The start of a new year brings a fresh opportunity to target healthy habits. Not sure where to start? Emma Lugten, medical communications manager at Withings, recommends focusing on a few easy-to-implement strategies that sync well with your day-to-day life:
- Be realistic about your goals. Start with manageable, actionable targets you’re likely to maintain. Challenge yourself, for example, to add a fresh vegetable to every meal or walk at least 20 minutes three times a week. Setting sudden, lofty nutrition or workout goals — if you’re not already used to those habits — can quickly lead to burnout or discouragement. Instead, prioritize accessible daily actions that create building blocks to larger, positive routines.
- Identify targets through personal data. Through smartwatches, wearable fitness monitors, smart scales and even specialized sleep trackers, we can access customized information about many aspects of our daily health. In the coming year, draw on these insights to help shape healthier habits. For some, that might mean limiting phone scrolling before bed to improve sleep quality. For others, it might include trying a yoga or meditation app to lower blood pressure. Personalized data is a great tool for identifying patterns — both positive as well as those needing improvement — in your overall health routine.

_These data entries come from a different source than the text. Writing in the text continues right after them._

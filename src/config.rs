use crate::error::ConfigError;
use crate::models::ProcessorKind;
use serde::Deserialize;
use std::path::{Path, PathBuf};
use std::str::FromStr;

/// 默认配置文件名（位于工作目录）
pub const DEFAULT_CONFIG_FILE: &str = "sentiment_batch.toml";

/// 程序配置
///
/// 加载顺序：默认值 → TOML 配置文件（可选）→ 环境变量
#[derive(Clone, Debug, Deserialize)]
#[serde(default)]
pub struct Config {
    // --- 文本分析服务 ---
    /// API Key（以 `?key=` 方式传递）
    pub api_key: Option<String>,
    /// OAuth 访问令牌（以 Bearer 方式传递）
    pub access_token: Option<String>,
    pub api_base_url: String,
    /// 文档语言代码，不设置时由服务自动识别
    pub language: Option<String>,
    /// 单次请求超时（秒）
    pub request_timeout_secs: u64,
    // --- 批处理 ---
    /// 本次运行最多处理的行数，<= 0 表示不处理任何行
    pub quota: i64,
    /// 按顺序执行的处理器
    pub processors: Vec<ProcessorKind>,
    /// 结果文件输出目录
    pub output_dir: String,
    /// 非输入类的服务错误是否也只记录到错误文件而不中止
    pub continue_on_service_error: bool,
    /// 是否显示详细日志
    pub verbose_logging: bool,
}

impl Default for Config {
    fn default() -> Self {
        Self {
            api_key: None,
            access_token: None,
            api_base_url: "https://language.googleapis.com/v1".to_string(),
            language: None,
            request_timeout_secs: 30,
            quota: 1000,
            processors: vec![ProcessorKind::Sentiment, ProcessorKind::Classifier],
            output_dir: ".".to_string(),
            continue_on_service_error: false,
            verbose_logging: false,
        }
    }
}

impl Config {
    /// 加载完整配置：配置文件（若存在）+ 环境变量覆盖
    pub fn load() -> Result<Self, ConfigError> {
        let explicit = std::env::var("SENTIMENT_BATCH_CONFIG").ok();
        let path = explicit
            .as_deref()
            .map(PathBuf::from)
            .unwrap_or_else(|| PathBuf::from(DEFAULT_CONFIG_FILE));

        let base = if explicit.is_some() || path.exists() {
            Self::from_file(&path)?
        } else {
            Self::default()
        };

        base.with_env(|name| std::env::var(name).ok())
    }

    /// 只从环境变量加载（其余取默认值）
    pub fn from_env() -> Result<Self, ConfigError> {
        Self::default().with_env(|name| std::env::var(name).ok())
    }

    /// 从 TOML 文件加载，缺失的字段取默认值
    pub fn from_file(path: &Path) -> Result<Self, ConfigError> {
        let content =
            std::fs::read_to_string(path).map_err(|source| ConfigError::FileReadFailed {
                path: path.display().to_string(),
                source,
            })?;
        Self::from_toml_str(&content).map_err(|e| match e {
            ConfigError::TomlParseFailed { source, .. } => ConfigError::TomlParseFailed {
                path: path.display().to_string(),
                source,
            },
            other => other,
        })
    }

    pub fn from_toml_str(content: &str) -> Result<Self, ConfigError> {
        toml::from_str(content).map_err(|source| ConfigError::TomlParseFailed {
            path: String::new(),
            source,
        })
    }

    /// 用环境变量覆盖当前配置
    ///
    /// `lookup` 通常是 `std::env::var`，测试中可以传入任意映射
    pub fn with_env<F>(mut self, lookup: F) -> Result<Self, ConfigError>
    where
        F: Fn(&str) -> Option<String>,
    {
        if let Some(v) = lookup("LANGUAGE_API_KEY") {
            self.api_key = Some(v);
        }
        if let Some(v) = lookup("LANGUAGE_API_TOKEN") {
            self.access_token = Some(v);
        }
        if let Some(v) = lookup("LANGUAGE_API_BASE_URL") {
            self.api_base_url = v;
        }
        if let Some(v) = lookup("LANGUAGE_CODE") {
            self.language = Some(v);
        }
        if let Some(v) = parse_var(&lookup, "REQUEST_TIMEOUT_SECS", "u64")? {
            self.request_timeout_secs = v;
        }
        if let Some(v) = parse_var(&lookup, "QUOTA", "i64")? {
            self.quota = v;
        }
        if let Some(v) = lookup("PROCESSORS") {
            self.processors = ProcessorKind::parse_list(&v)?;
        }
        if let Some(v) = lookup("OUTPUT_DIR") {
            self.output_dir = v;
        }
        if let Some(v) = parse_var(&lookup, "CONTINUE_ON_SERVICE_ERROR", "bool")? {
            self.continue_on_service_error = v;
        }
        if let Some(v) = parse_var(&lookup, "VERBOSE_LOGGING", "bool")? {
            self.verbose_logging = v;
        }
        Ok(self)
    }

    /// 校验服务凭据
    ///
    /// 处理器列表的校验在 `build_processors` 中完成
    pub fn validate(&self) -> Result<(), ConfigError> {
        let has_key = self.api_key.as_deref().is_some_and(|k| !k.trim().is_empty());
        let has_token = self
            .access_token
            .as_deref()
            .is_some_and(|t| !t.trim().is_empty());
        if !has_key && !has_token {
            return Err(ConfigError::MissingCredentials);
        }
        Ok(())
    }
}

fn parse_var<T, F>(lookup: &F, var_name: &str, expected_type: &str) -> Result<Option<T>, ConfigError>
where
    T: FromStr,
    F: Fn(&str) -> Option<String>,
{
    match lookup(var_name) {
        None => Ok(None),
        Some(value) => value
            .trim()
            .parse()
            .map(Some)
            .map_err(|_| ConfigError::EnvVarParseFailed {
                var_name: var_name.to_string(),
                value,
                expected_type: expected_type.to_string(),
            }),
    }
}

#[cfg(test)]
mod tests {
    use super::*;
    use std::collections::HashMap;

    fn env_of(pairs: &[(&str, &str)]) -> impl Fn(&str) -> Option<String> {
        let map: HashMap<String, String> = pairs
            .iter()
            .map(|(k, v)| (k.to_string(), v.to_string()))
            .collect();
        move |name: &str| map.get(name).cloned()
    }

    #[test]
    fn test_env_overrides_defaults() {
        let config = Config::default()
            .with_env(env_of(&[
                ("LANGUAGE_API_KEY", "abc"),
                ("QUOTA", "10"),
                ("PROCESSORS", "classifier"),
                ("CONTINUE_ON_SERVICE_ERROR", "true"),
            ]))
            .unwrap();

        assert_eq!(config.api_key.as_deref(), Some("abc"));
        assert_eq!(config.quota, 10);
        assert_eq!(config.processors, vec![ProcessorKind::Classifier]);
        assert!(config.continue_on_service_error);
        assert_eq!(config.output_dir, ".");
    }

    #[test]
    fn test_env_parse_failure() {
        let err = Config::default()
            .with_env(env_of(&[("QUOTA", "lots")]))
            .unwrap_err();
        assert!(matches!(err, ConfigError::EnvVarParseFailed { var_name, .. } if var_name == "QUOTA"));
    }

    #[test]
    fn test_toml_partial_file() {
        let config = Config::from_toml_str(
            r#"
            api_key = "from-file"
            quota = 5
            processors = ["sentiment"]
            "#,
        )
        .unwrap();
        assert_eq!(config.api_key.as_deref(), Some("from-file"));
        assert_eq!(config.quota, 5);
        assert_eq!(config.processors, vec![ProcessorKind::Sentiment]);
        assert_eq!(config.request_timeout_secs, 30);
    }

    #[test]
    fn test_validate_requires_credentials() {
        let config = Config::default();
        assert!(matches!(config.validate(), Err(ConfigError::MissingCredentials)));

        let config = Config {
            access_token: Some("token".to_string()),
            ..Config::default()
        };
        assert!(config.validate().is_ok());
    }
}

- Find what works for you. There will always be social media noise surrounding new nutrition fads, trending exercise plans and “must-have” fitness equipment. Remember that the coolest water bottle or latest workout routine might not be the one you’re likely to use the most. Look at your own needs and interests, rather than at social media, when setting your personal health goals for the year. Building healthy habits is about choosing steps that make sense and work for your life and schedule — not trying to force strategies that may work for someone else.
- Make meal planning a priority. It can be easy to default to fast food and other less-healthy meal options in the middle of a busy week. To break those patterns, use weekends to plan and pre-prep nutritious dinners that you can heat and enjoy in minutes. For extra busy nights, turn to simple sheet pan meals, like chicken or fish paired with chopped sweet potatoes.
- Let go of perfectionism. We all run into roadblocks to our nutrition and fitness goals from time to time. If you adopt an all-or-nothing approach to your health goals, it can feel tempting to throw in the towel if you make a single misstep. Instead, look for daily wins, no matter how small. If your schedule prevents an hour at the gym, maybe you can work in a 15-minute walk after dinner. Remember, small, healthy steps are better than no steps at all.
Taking more control of your health and fitness doesn’t require overhauling your entire life. By starting with simple, consistent steps, you can build healthy habits that you’ll actually want to stick with throughout the coming year — and well beyond.